What are the system of inequalities so I could be able to graph them?
let the number of cheap stones be x
let the number of more expensive stones by y
4x + 6y <= 30
x + y >= 4
jaj
To represent the given problem as a system of inequalities, let's assume Emily buys x turquoise stones at $4 each and y turquoise stones at $6 each.
The first inequality represents the total number of stones Emily purchases:
x + y ≥ 4 (Emily buys stones for at least 4 friends)
The second inequality represents the total cost of the stones Emily can afford:
4x + 6y ≤ 30 (Emily has no more than $30)
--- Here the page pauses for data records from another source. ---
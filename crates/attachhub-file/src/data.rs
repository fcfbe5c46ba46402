//! Uploaded file record data.

use chrono::{DateTime, Utc};
use serde::{Deserialize, Serialize};
use serde_json::Value;

use attachhub_core::types::FileId;

/// Arbitrary string-keyed metadata for a stored file (size, MIME type,
/// checksums, and anything extraction plugins add).
pub type MetadataMap = serde_json::Map<String, Value>;

/// One stored file's record.
///
/// `FileData` is an immutable snapshot: refresh operations never mutate
/// it in place, they build a replacement and swap the handle's `Arc`.
/// Readers holding the previous snapshot keep seeing consistent data.
#[derive(Debug, Clone, Serialize, Deserialize)]
pub struct FileData {
    /// Unique file identifier.
    pub id: FileId,
    /// The address of the content within the store.
    pub storage_path: String,
    /// File metadata. Always present, possibly empty.
    #[serde(default)]
    pub metadata: MetadataMap,
    /// When the file was recorded as uploaded.
    pub uploaded_at: DateTime<Utc>,
}

impl FileData {
    /// Create a new record with empty metadata.
    pub fn new(storage_path: impl Into<String>) -> Self {
        Self {
            id: FileId::new(),
            storage_path: storage_path.into(),
            metadata: MetadataMap::new(),
            uploaded_at: Utc::now(),
        }
    }

    /// Create a new record with the given metadata.
    pub fn with_metadata(storage_path: impl Into<String>, metadata: MetadataMap) -> Self {
        Self {
            metadata,
            ..Self::new(storage_path)
        }
    }

    /// File size in bytes, if recorded.
    pub fn size(&self) -> Option<u64> {
        self.metadata.get("size").and_then(Value::as_u64)
    }

    /// MIME type, if recorded.
    pub fn mime_type(&self) -> Option<&str> {
        self.metadata.get("mime_type").and_then(Value::as_str)
    }

    /// SHA-256 checksum of the content, if recorded.
    pub fn checksum_sha256(&self) -> Option<&str> {
        self.metadata.get("checksum_sha256").and_then(Value::as_str)
    }

    /// The file name portion of the storage path, if any.
    pub fn file_name(&self) -> Option<&str> {
        self.storage_path.rsplit('/').next().filter(|n| !n.is_empty())
    }

    /// The file extension (lowercase), if any.
    pub fn extension(&self) -> Option<String> {
        let name = self.file_name()?;
        name.rsplit('.')
            .next()
            .filter(|ext| *ext != name)
            .map(|ext| ext.to_lowercase())
    }
}
//! # attachhub-file
//!
//! The in-memory representation of one stored file: the immutable
//! [`FileData`] record, the [`UploadedFileHandle`] wrapper that carries
//! an optional buffered content stream, and the [`ContentSource`]
//! resolution that decides where refresh operations read content from.

pub mod data;
pub mod handle;
pub mod source;

pub use data::{FileData, MetadataMap};
pub use handle::UploadedFileHandle;
pub use source::ContentSource;
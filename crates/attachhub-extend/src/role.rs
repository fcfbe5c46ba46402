//! The three fixed extension points.

use std::fmt;
use std::str::FromStr;

use serde::{Deserialize, Serialize};

use attachhub_core::error::AppError;

/// One of the three fixed extension points a behavior bundle can be
/// attached to.
#[derive(Debug, Clone, Copy, PartialEq, Eq, Hash, Serialize, Deserialize)]
#[serde(rename_all = "snake_case")]
pub enum Role {
    /// The attachment interface mixed into host model records.
    Attachment,
    /// The attacher that moves files through their lifecycle.
    Attacher,
    /// The uploaded file representation.
    UploadedFile,
}

impl Role {
    /// All recognized roles.
    pub const ALL: [Role; 3] = [Role::Attachment, Role::Attacher, Role::UploadedFile];

    /// The canonical name of this role.
    pub fn as_str(&self) -> &'static str {
        match self {
            Self::Attachment => "attachment",
            Self::Attacher => "attacher",
            Self::UploadedFile => "uploaded_file",
        }
    }
}

impl fmt::Display for Role {
    fn fmt(&self, f: &mut fmt::Formatter<'_>) -> fmt::Result {
        f.write_str(self.as_str())
    }
}

impl FromStr for Role {
    type Err = AppError;

    fn from_str(s: &str) -> Result<Self, Self::Err> {
        match s {
            "attachment" => Ok(Self::Attachment),
            "attacher" => Ok(Self::Attacher),
            "uploaded_file" => Ok(Self::UploadedFile),
            other => Err(AppError::configuration(format!(
                "'{other}' does not name a recognized role"
            ))),
        }
    }
}

#[cfg(test)]
mod tests {
    use super::*;
    use attachhub_core::error::ErrorKind;

    #[test]
    fn test_round_trip_all_roles() {
        for role in Role::ALL {
            let parsed: Role = role.as_str().parse().expect("should parse");
            assert_eq!(parsed, role);
        }
    }

    #[test]
    fn test_unrecognized_role_is_configuration_error() {
        let err = "widget".parse::<Role>().unwrap_err();
        assert_eq!(err.kind, ErrorKind::Configuration);
    }
}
Therefore, the system of inequalities is:
x + y ≥ 4
4x + 6y ≤ 30
To graph these inequalities, plot the region that satisfies both conditions. The shaded region will represent the feasible solutions.
To graph the system of inequalities for this problem, we need to define variables and set up the inequalities based on the given information.
Let's define:
x = the number of stones that cost $4 each
y = the number of stones that cost $6 each
We know that Emily wants to give at least 4 stones to her friends. Therefore, we have the inequality:
x + y ≥ 4 (since x and y can be any non-negative integers)
Additionally, we know that Emily has no more than $30 to spend. Each $4 stone and each $6 stone count towards her total spending. So, we have the inequality:
4x + 6y ≤ 30 (the total cost should not exceed $30)
Now we have the system of inequalities:
x + y ≥ 4
4x + 6y ≤ 30
To graph these inequalities, we will plot the boundary lines for each inequality (using equality instead of inequality) and then determine the feasible region. The feasible region is the area where both inequalities are satisfied.
To graph the lines, we need to rewrite each equality in the slope-intercept form (y = mx + b):
x + y = 4 --> y = -x + 4
4x + 6y = 30 --> y = (-4/6)x + 5 --> y = (-2/3)x + 5/3
Now we can graph these lines on a coordinate plane and shade the region that satisfies both inequalities.